Faced with criticism, the associations that federate the doulas put forward numerous scientific references. Their support would reduce the risk of cesarean section by 50%, the duration of labor by 25%, and the use of epidurals by 60%. Serious studies, but on countries where doulas replace midwives, too rare or too expensive, like the United States. Any extrapolation to France, where midwives are supported, is therefore impossible.

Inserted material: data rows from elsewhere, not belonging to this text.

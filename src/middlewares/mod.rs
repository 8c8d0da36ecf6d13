pub mod require_role;
pub mod require_session;

pub use require_role::RequireRole;
pub use require_session::{RequireSession, SessionContext};

use actix_web::{HttpResponse, http::StatusCode, http::header::CONTENT_TYPE};

use crate::models::{ApiResponse, ErrorCode};

// 中间件共用的错误响应
pub(crate) fn create_error_response(
    status: StatusCode,
    code: ErrorCode,
    message: &str,
) -> HttpResponse {
    match status {
        StatusCode::NO_CONTENT => HttpResponse::build(status).finish(),
        _ => HttpResponse::build(status)
            .insert_header((CONTENT_TYPE, "application/json; charset=utf-8"))
            .json(ApiResponse::<()>::error_empty(code, message)),
    }
}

Recipes for placenta, the sacred feminine and the dimension of the invisible… Juliette has had enough. Doula in the Paris region, the young woman has created an Instagram account to slay the pseudoscientific or eccentric advice of certain colleagues. “I also love pebbles and burning sage, but what does that have to do with the organization of a pregnancy?” strikes the one who calls herself We Can Doula on the networks. What to glean from the audience, and a lot of enemies. She takes on and defends a down-to-earth profession: “I’m like a wedding planner, except that I help plan births”. Rainy birth, happy birth?